The monitoring agency says, when cancer patients are split according to the income group they belong to, the proportion who received timely surgical treatment consistently increases with income for all top four cancer types.
The largest difference in the proportion of patients who underwent surgery within six months of their cancer diagnosis is seen in lung cancer. Between 2012 and 2015, 65.8% of patients in the highest income group received surgical treatment in the six months following their diagnosis, whereas the proportion was 49.5% for those in the lowest income group.
Differences in surgical treatment were also seen between the highest and lowest income groups for breast (87.8% vs. 81.4%) and colorectal (85.7% vs. 81.2%) cancers.
The proportion of prostate cancer cases requiring surgical treatment was much lower since early-stage prostate cancers usually tend to be the focus of active medical surveillance rather than surgery. Still, the proportion of patients who received surgery in the highest income group was higher than that in the lowest (37.3% vs. 30.9%), as was the case for the other cancer types.

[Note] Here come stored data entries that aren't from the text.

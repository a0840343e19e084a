//! Candidate reduction ahead of pairwise scoring.
//!
//! Each entry gets a coarse blocking key: the first K normalized characters
//! of title and artist, a duration bucket, and its exact (artist, album)
//! pair. Two entries are candidates when they share any one signal (or sit
//! in adjacent duration buckets). This is an optimization, not a filter on
//! correctness, with one documented gap: duplicates whose title prefix,
//! artist prefix, duration bucket and artist/album pair all differ are never
//! compared. `ScanMode::Exhaustive` closes that gap at O(n²) cost.
//!
//! Candidates are enumerated per anchor. An anchor only yields partners with
//! a higher index, each at most once, so anchors can be split across workers
//! without ever materializing the full pair set.

use rustc_hash::FxHashMap;

use crate::config::MatchConfig;
use crate::models::CatalogEntry;
use crate::normalize::NormalizedFields;

/// How candidate pairs are chosen.
#[derive(Debug, Clone, Copy, PartialEq, Eq, Default)]
pub enum ScanMode {
    /// Pairs sharing at least one blocking signal
    #[default]
    Blocked,
    /// Every pair; exhaustive recall
    Exhaustive,
}

/// Bucket index of a known duration. Huge durations saturate at the i64 range.
pub fn duration_bucket(secs: f64, bucket_secs: f64) -> i64 {
    (secs / bucket_secs).round() as i64
}

/// Coarse signature of one entry.
#[derive(Debug, Clone, PartialEq, Eq)]
pub struct BlockingKey {
    pub title_prefix: String,
    pub artist_prefix: String,
    pub duration_bucket: Option<i64>,
    pub artist_album: Option<(String, String)>,
}

impl BlockingKey {
    pub fn of(entry: &CatalogEntry, norm: &NormalizedFields, config: &MatchConfig) -> Self {
        let k = config.blocking_prefix_len;
        let artist_album = match &norm.album {
            Some(album) if !norm.artist.is_empty() && !album.is_empty() => {
                Some((norm.artist.to_string(), album.to_string()))
            }
            _ => None,
        };

        Self {
            title_prefix: norm.title.prefix(k).to_string(),
            artist_prefix: norm.artist.prefix(k).to_string(),
            duration_bucket: entry
                .known_duration()
                .map(|d| duration_bucket(d, config.duration_bucket_secs)),
            artist_album,
        }
    }

    /// Compact display form: title prefix + artist prefix + bucket.
    pub fn signature(&self) -> String {
        match self.duration_bucket {
            Some(bucket) => format!("{}{}#{}", self.title_prefix, self.artist_prefix, bucket),
            None => format!("{}{}#-", self.title_prefix, self.artist_prefix),
        }
    }
}

/// Inverted index from each blocking signal to the entries carrying it.
pub struct CandidateIndex {
    mode: ScanMode,
    len: usize,
    by_title: FxHashMap<String, Vec<usize>>,
    by_artist: FxHashMap<String, Vec<usize>>,
    by_bucket: FxHashMap<i64, Vec<usize>>,
    by_artist_album: FxHashMap<(String, String), Vec<usize>>,
    keys: Vec<BlockingKey>,
}

impl CandidateIndex {
    pub fn build(
        entries: &[CatalogEntry],
        prepared: &[NormalizedFields],
        config: &MatchConfig,
        mode: ScanMode,
    ) -> Self {
        let mut index = Self {
            mode,
            len: entries.len(),
            by_title: FxHashMap::default(),
            by_artist: FxHashMap::default(),
            by_bucket: FxHashMap::default(),
            by_artist_album: FxHashMap::default(),
            keys: Vec::new(),
        };

        if mode == ScanMode::Exhaustive {
            return index;
        }

        index.keys = entries
            .iter()
            .zip(prepared)
            .map(|(entry, norm)| BlockingKey::of(entry, norm, config))
            .collect();

        // Empty signals never block two entries together
        for (i, key) in index.keys.iter().enumerate() {
            if !key.title_prefix.is_empty() {
                index.by_title.entry(key.title_prefix.clone()).or_default().push(i);
            }
            if !key.artist_prefix.is_empty() {
                index.by_artist.entry(key.artist_prefix.clone()).or_default().push(i);
            }
            if let Some(bucket) = key.duration_bucket {
                index.by_bucket.entry(bucket).or_default().push(i);
            }
            if let Some(pair) = &key.artist_album {
                index.by_artist_album.entry(pair.clone()).or_default().push(i);
            }
        }

        index
    }

    pub fn mode(&self) -> ScanMode {
        self.mode
    }

    pub fn len(&self) -> usize {
        self.len
    }

    pub fn is_empty(&self) -> bool {
        self.len == 0
    }

    /// Partners of `anchor` with a higher index, ascending, without repeats.
    pub fn candidates_for(&self, anchor: usize) -> Vec<usize> {
        if anchor >= self.len {
            return Vec::new();
        }
        if self.mode == ScanMode::Exhaustive {
            return ((anchor + 1)..self.len).collect();
        }

        let key = &self.keys[anchor];
        let mut partners: Vec<usize> = Vec::new();
        let mut take = |list: Option<&Vec<usize>>| {
            if let Some(list) = list {
                // Lists are ascending, so skip straight past the anchor
                let start = list.partition_point(|&j| j <= anchor);
                partners.extend_from_slice(&list[start..]);
            }
        };

        if !key.title_prefix.is_empty() {
            take(self.by_title.get(&key.title_prefix));
        }
        if !key.artist_prefix.is_empty() {
            take(self.by_artist.get(&key.artist_prefix));
        }
        if let Some(bucket) = key.duration_bucket {
            // Float-to-int casts saturate, so the edge buckets must too
            for b in [bucket.saturating_sub(1), bucket, bucket.saturating_add(1)] {
                take(self.by_bucket.get(&b));
            }
        }
        if let Some(pair) = &key.artist_album {
            take(self.by_artist_album.get(pair));
        }

        partners.sort_unstable();
        partners.dedup();
        partners
    }

    /// Total candidate pairs across all anchors.
    pub fn count_pairs(&self) -> usize {
        (0..self.len).map(|i| self.candidates_for(i).len()).sum()
    }
}

#[cfg(test)]
mod tests {
    use super::*;

    fn build(entries: &[CatalogEntry], mode: ScanMode) -> CandidateIndex {
        let config = MatchConfig::default();
        let prepared: Vec<NormalizedFields> = entries
            .iter()
            .map(|e| NormalizedFields::of(e, &config))
            .collect();
        CandidateIndex::build(entries, &prepared, &config, mode)
    }

    #[test]
    fn test_blocking_key() {
        let config = MatchConfig::default();
        let entry = CatalogEntry::new("k", "Hotel California (Live)", "The Eagles", "Hell Freezes Over")
            .with_duration(391.0);
        let norm = NormalizedFields::of(&entry, &config);
        let key = BlockingKey::of(&entry, &norm, &config);
        assert_eq!(key.title_prefix, "hotel cali");
        assert_eq!(key.artist_prefix, "eagles");
        assert_eq!(key.duration_bucket, Some(13));
        assert_eq!(
            key.artist_album,
            Some(("eagles".to_string(), "hell freezes over".to_string()))
        );
        assert_eq!(key.signature(), "hotel calieagles#13");
    }

    #[test]
    fn test_shared_signals_make_candidates() {
        let entries = vec![
            CatalogEntry::new("0", "Yesterday", "Beatles", "Help").with_duration(125.0),
            // same title prefix only
            CatalogEntry::new("1", "Yesterday", "Carpenters", "").with_duration(400.0),
            // same artist prefix only
            CatalogEntry::new("2", "Something", "The Beatles", "").with_duration(900.0),
            // adjacent duration bucket only (125/30 = 4, 150/30 = 5)
            CatalogEntry::new("3", "Roxanne", "Police", "").with_duration(150.0),
            // nothing shared
            CatalogEntry::new("4", "Bohemian Rhapsody", "Queen", "").with_duration(700.0),
        ];
        let index = build(&entries, ScanMode::Blocked);
        assert_eq!(index.candidates_for(0), vec![1, 2, 3]);
        assert!(index.candidates_for(4).is_empty());
        assert!(index.candidates_for(99).is_empty());
    }

    #[test]
    fn test_artist_album_signal() {
        let entries = vec![
            CatalogEntry::new("0", "Intro", "Some Band", "First Album"),
            CatalogEntry::new("1", "Completely Other", "Some Band", "First Album"),
        ];
        let index = build(&entries, ScanMode::Blocked);
        assert_eq!(index.candidates_for(0), vec![1]);
    }

    #[test]
    fn test_empty_signals_never_match() {
        let entries = vec![
            CatalogEntry::new("0", "", "", ""),
            CatalogEntry::new("1", "", "", ""),
        ];
        let index = build(&entries, ScanMode::Blocked);
        assert!(index.candidates_for(0).is_empty());
        assert_eq!(index.count_pairs(), 0);
    }

    #[test]
    fn test_partners_unique_and_higher() {
        let entries: Vec<CatalogEntry> = (0..6)
            .map(|i| {
                CatalogEntry::new(i.to_string(), "Same Title", "Same Artist", "Same Album")
                    .with_duration(200.0)
            })
            .collect();
        let index = build(&entries, ScanMode::Blocked);
        assert_eq!(index.candidates_for(2), vec![3, 4, 5]);
        assert_eq!(index.count_pairs(), 15);
    }

    #[test]
    fn test_duration_bucket_saturates() {
        assert_eq!(duration_bucket(391.0, 30.0), 13);
        assert_eq!(duration_bucket(1e300, 30.0), i64::MAX);
        assert_eq!(duration_bucket(f64::MAX, 0.5), i64::MAX);
    }

    #[test]
    fn test_extreme_duration_buckets() {
        let entries = vec![
            CatalogEntry::new("0", "Song", "Artist", "Album").with_duration(1e300),
            CatalogEntry::new("1", "Song", "Artist", "Album").with_duration(200.0),
            CatalogEntry::new("2", "Other", "Someone", "").with_duration(-1e300),
            CatalogEntry::new("3", "Else", "Nobody", "").with_duration(f64::MAX),
        ];
        let index = build(&entries, ScanMode::Blocked);
        assert_eq!(index.candidates_for(0), vec![1, 3]);
        assert!(index.candidates_for(2).is_empty());
        assert!(index.candidates_for(3).is_empty());
        assert_eq!(index.count_pairs(), 2);
    }

    #[test]
    fn test_exhaustive_mode_pairs_everything() {
        let entries = vec![
            CatalogEntry::new("0", "Alpha", "One", ""),
            CatalogEntry::new("1", "Beta", "Two", ""),
            CatalogEntry::new("2", "Gamma", "Three", ""),
        ];
        let index = build(&entries, ScanMode::Exhaustive);
        assert_eq!(index.candidates_for(0), vec![1, 2]);
        assert_eq!(index.count_pairs(), 3);
        assert_eq!(index.mode(), ScanMode::Exhaustive);
    }
}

Stats Canada says, while these proportions reflect differences only between income groups, several other lifestyle, geographic and socioeconomic factors also influence treatment access and warrant further scrutiny. The Canadian Partnership Against Cancer’s recent report, Lung cancer and equity: A focus on income and geography, examines the impact of both geographic and socioeconomic factors on treatment access using databases released on Wednesday.